Task directions - Copy out all lines from the material that contain the string "insert".

Task data -
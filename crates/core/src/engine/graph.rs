//! Arc-wrapped immutable dependency graph
//!
//! Nodes are files addressed by their project-relative path; an edge `a -> b`
//! means `a` imports from `b` and carries the imported `SymbolSet`. petgraph
//! keeps incoming and outgoing lists for every node, so forward and reverse
//! adjacency are the same edges walked in opposite directions.

use crate::model::{ResolvedEdge, SymbolSet};
use petgraph::Direction;
use petgraph::graph::{DiGraph, NodeIndex};
use petgraph::visit::EdgeRef;
use std::collections::{BTreeSet, HashMap, HashSet, VecDeque};
use std::sync::Arc;

/// Immutable dependency graph (cheap to clone via Arc)
#[derive(Clone)]
pub struct DependencyGraph {
    inner: Arc<DependencyGraphInner>,
}

pub(crate) struct DependencyGraphInner {
    pub topology: DiGraph<String, SymbolSet>,
    pub path_index: HashMap<String, NodeIndex>,
}

impl DependencyGraph {
    pub fn empty() -> Self {
        Self::from_inner(DependencyGraphInner {
            topology: DiGraph::new(),
            path_index: HashMap::new(),
        })
    }

    pub(crate) fn from_inner(inner: DependencyGraphInner) -> Self {
        Self {
            inner: Arc::new(inner),
        }
    }

    pub fn builder() -> super::DependencyGraphBuilder {
        super::DependencyGraphBuilder::new()
    }

    // ---- Read-only accessors ----

    pub fn contains(&self, path: &str) -> bool {
        self.inner.path_index.contains_key(path)
    }

    pub fn node_count(&self) -> usize {
        self.inner.topology.node_count()
    }

    pub fn edge_count(&self) -> usize {
        self.inner.topology.edge_count()
    }

    pub fn nodes(&self) -> impl Iterator<Item = &str> {
        self.inner.topology.node_weights().map(String::as_str)
    }

    pub fn edges(&self) -> Vec<ResolvedEdge> {
        let topology = &self.inner.topology;
        let mut edges: Vec<ResolvedEdge> = topology
            .edge_references()
            .map(|e| ResolvedEdge {
                from: topology[e.source()].clone(),
                to: topology[e.target()].clone(),
                symbols: e.weight().clone(),
            })
            .collect();
        edges.sort_by(|a, b| (&a.from, &a.to).cmp(&(&b.from, &b.to)));
        edges
    }

    /// Files `path` imports from, with what it imports.
    pub fn dependencies_of(&self, path: &str) -> Vec<(&str, &SymbolSet)> {
        self.neighbors(path, Direction::Outgoing)
    }

    /// Files that import from `path`, with what they import.
    pub fn dependents_of(&self, path: &str) -> Vec<(&str, &SymbolSet)> {
        self.neighbors(path, Direction::Incoming)
    }

    /// Everything that transitively imports any of `seeds`. Seeds are part of
    /// the result when present in the graph.
    pub fn reverse_reachable<'a, I>(&self, seeds: I) -> BTreeSet<String>
    where
        I: IntoIterator<Item = &'a str>,
    {
        self.reachable(seeds, Direction::Incoming)
    }

    /// Everything any of `seeds` transitively imports. Seeds are part of the
    /// result when present in the graph.
    pub fn forward_reachable<'a, I>(&self, seeds: I) -> BTreeSet<String>
    where
        I: IntoIterator<Item = &'a str>,
    {
        self.reachable(seeds, Direction::Outgoing)
    }

    fn neighbors(&self, path: &str, direction: Direction) -> Vec<(&str, &SymbolSet)> {
        let Some(&idx) = self.inner.path_index.get(path) else {
            return Vec::new();
        };
        let topology = &self.inner.topology;
        let mut out: Vec<(&str, &SymbolSet)> = topology
            .edges_directed(idx, direction)
            .map(|e| {
                let other = match direction {
                    Direction::Outgoing => e.target(),
                    Direction::Incoming => e.source(),
                };
                (topology[other].as_str(), e.weight())
            })
            .collect();
        out.sort_by(|a, b| a.0.cmp(b.0));
        out
    }

    /// Breadth-first walk with a visited set: every node is enqueued at most
    /// once, which is what keeps import cycles finite.
    fn reachable<'a, I>(&self, seeds: I, direction: Direction) -> BTreeSet<String>
    where
        I: IntoIterator<Item = &'a str>,
    {
        let topology = &self.inner.topology;
        let mut visited: HashSet<NodeIndex> = HashSet::new();
        let mut queue: VecDeque<NodeIndex> = VecDeque::new();

        for seed in seeds {
            if let Some(&idx) = self.inner.path_index.get(seed) {
                if visited.insert(idx) {
                    queue.push_back(idx);
                }
            }
        }

        while let Some(idx) = queue.pop_front() {
            for next in topology.neighbors_directed(idx, direction) {
                if visited.insert(next) {
                    queue.push_back(next);
                }
            }
        }

        visited
            .into_iter()
            .map(|idx| topology[idx].clone())
            .collect()
    }
}

#[cfg(test)]
mod tests {
    use super::*;

    fn edge(from: &str, to: &str, symbols: SymbolSet) -> ResolvedEdge {
        ResolvedEdge {
            from: from.to_string(),
            to: to.to_string(),
            symbols,
        }
    }

    fn chain() -> DependencyGraph {
        // test_auth -> auth -> models -> validators
        let mut builder = DependencyGraph::builder();
        builder.add_edges(vec![
            edge("auth.py", "models.py", SymbolSet::names(["User"])),
            edge("models.py", "validators.py", SymbolSet::names(["validate_email"])),
            edge("test_auth.py", "auth.py", SymbolSet::names(["AuthService"])),
        ]);
        builder.build()
    }

    #[test]
    fn test_empty_graph() {
        let graph = DependencyGraph::empty();
        assert_eq!(graph.node_count(), 0);
        assert_eq!(graph.edge_count(), 0);
        assert!(graph.reverse_reachable(["x.py"]).is_empty());
    }

    #[test]
    fn test_reverse_reachability_is_transitive() {
        let graph = chain();
        let reached = graph.reverse_reachable(["validators.py"]);
        let expected: BTreeSet<String> = ["auth.py", "models.py", "test_auth.py", "validators.py"]
            .iter()
            .map(|s| s.to_string())
            .collect();
        assert_eq!(reached, expected);
    }

    #[test]
    fn test_forward_reachability() {
        let graph = chain();
        let reached = graph.forward_reachable(["auth.py"]);
        assert!(reached.contains("validators.py"));
        assert!(!reached.contains("test_auth.py"));
    }

    #[test]
    fn test_two_node_cycle_terminates() {
        let mut builder = DependencyGraph::builder();
        builder.add_edges(vec![
            edge("a.py", "b.py", SymbolSet::All),
            edge("b.py", "a.py", SymbolSet::All),
            edge("test_a.py", "a.py", SymbolSet::All),
        ]);
        let graph = builder.build();

        let reached = graph.reverse_reachable(["b.py"]);
        assert_eq!(reached.len(), 3);
        assert!(reached.contains("test_a.py"));

        let forward = graph.forward_reachable(["a.py"]);
        assert_eq!(forward.len(), 2);
    }

    #[test]
    fn test_adjacency_views_agree() {
        let graph = chain();
        assert_eq!(graph.edge_count(), 3);
        let deps = graph.dependencies_of("models.py");
        assert_eq!(deps.len(), 1);
        assert_eq!(deps[0].0, "validators.py");
        let dependents = graph.dependents_of("models.py");
        assert_eq!(dependents.len(), 1);
        assert_eq!(dependents[0].0, "auth.py");
        assert_eq!(dependents[0].1, &SymbolSet::names(["User"]));
        assert!(graph.dependents_of("unknown.py").is_empty());
    }
}
use crate::error::Result;
use crate::model::ParsedSource;
use std::path::Path;

/// Language front-end for the syntax indexer.
///
/// Implementations turn one file's text into its symbol table and import list.
/// An `Err` marks the file unparsable; the engine records it with empty tables
/// and keeps going.
pub trait SourceParser: Send + Sync {
    fn name(&self) -> &str;

    fn supported_extensions(&self) -> &[&str];

    fn parse_source(&self, source: &str, file_path: Option<&Path>) -> Result<ParsedSource>;
}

Answer to the exercise -
                if visited.insert(idx) {
                if visited.insert(next) {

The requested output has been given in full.